Distraction - or the future?

Most journalists see user-generated content as a distraction from their real job according to a paper given at the Future of Journalism conference......
Certainly I think Claire Wardle is right that attitudes at the BBC have changed a lot - even from 2007 when the survey was carried out. When I last visited the UGC hub there there was a definite pro-active attitude and eagerness to embrace Twitter, Flickr et al.

Tuesday, September 08, 2009

Blurring the lines

Good report in the Times yesterday about Lord May attacking the BBC's decision to drop Planet Relief Day. Although this is about global warming, the issue raised (and the reason why the BBC dropped the idea) is ongoing worries about impartiality - although it's only fair to say the BBC denies this in their response to the Times. Certainly however there has been ongoing criticism from certain sections about the BBC getting involved in big issues like this....and this is the result.

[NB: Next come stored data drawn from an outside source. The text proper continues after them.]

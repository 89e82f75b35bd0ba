//! # MapReduce Harness
//!
//! A configuration-driven, resumable review pipeline. Files are collected
//! into a durable catalog, each one is handed to an external AI command-line
//! program, and the structured results are filtered and synthesized into a
//! single report.
//!
//! ## Architecture
//!
//! ```text
//! ┌─────────────┐   ┌─────────────┐   ┌──────────────┐
//! │ Collectors  │──▶│   Catalog   │──▶│  Map (item)  │──▶ results/*.xml
//! │  FS / Git   │   │ master.json │   │ Claude CLI   │
//! └─────────────┘   └─────────────┘   └──────────────┘
//!                                             │
//!                        ┌────────────────────┘
//!                        ▼
//!                 ┌──────────────┐   ┌──────────────────┐
//!                 │  Aggregate   │──▶│ Reduce (synth.)  │──▶ synthesis/*.md
//!                 │ filter/flat  │   │   Claude CLI     │
//!                 └──────────────┘   └──────────────────┘
//! ```
//!
//! ## Quick Start
//!
//! ```bash
//! mrh populate src          # catalog matching files under src/
//! mrh status                # counts and progress bar
//! mrh map-next              # review one item
//! mrh map-all --delay 2     # review the rest
//! mrh reduce --severity high --category security
//! ```
//!
//! ## Modules
//!
//! | Module | Purpose |
//! |--------|---------|
//! | [`config`] | TOML configuration parsing and validation |
//! | [`models`] | Core data types |
//! | [`catalog`] | Durable item → status mapping |
//! | [`connector_fs`] | Filesystem collection |
//! | [`connector_git`] | Git collection with filesystem fallback |
//! | [`filter`] | Include/exclude/size filtering |
//! | [`extract`] | Metadata extraction rules |
//! | [`template`] | `{name}` prompt rendering |
//! | [`context`] | Global context document |
//! | [`engine`] | Processing engine trait and Claude CLI adapter |
//! | [`stream`] | `stream-json` decoding and token accounting |
//! | [`results`] | Result artifact skeletons and XML decoding |
//! | [`aggregate`] | Severity/category filtering and synthesis input |
//! | [`progress`] | Human-readable reports |
//! | [`workflow`] | Populate, map, status and reduce |

pub mod aggregate;
pub mod catalog;
pub mod config;
pub mod connector_fs;
pub mod connector_git;
pub mod context;
pub mod engine;
pub mod extract;
pub mod filter;
pub mod models;
pub mod progress;
pub mod results;
pub mod stream;
pub mod template;
pub mod workflow;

Sunday, September 06, 2009

Red Cross begins lobbying....

Picked up PR Week today to find a hugely interesting article by Kate Magee which reveals that the British Red Cross is setting up its first advocacy department.
Magee writes that this marks 'a radical departure from its long-standing politically neutral stance'. The BRC has hired a senior associate from PR giant Burson Marsteller.
The Red Cross has traditionally eschewed advocacy, preferring to concentrate on providing aid on the ground. But the reality of NGOs in the 21st century is that advocacy is a central part. As Ian Bray of Oxfam told me for my original research 'We don't believe aid changes the world; politics does."
Oxfam and Save the Children have been some of the strongest players in this area - along with Christian Aid which has just launched its Mass Visual Trespass Campaign. All will be nervous however about the BRC's venture into this field: it will be seen as a potential sleeping giant awakening. The BRC has huge reach, influence and will be taken very seriously.
Will this compromise the Red Cross's famous neutrality? The agency has said it will be careful not to by lobbying all parties equally and making sure its campaigns focus on humanitarian consequences rahter than root causes. It'll be a tricky one. A cliche to raise Amartya Sen at this point but it's something that the BRC will have to bear in mind.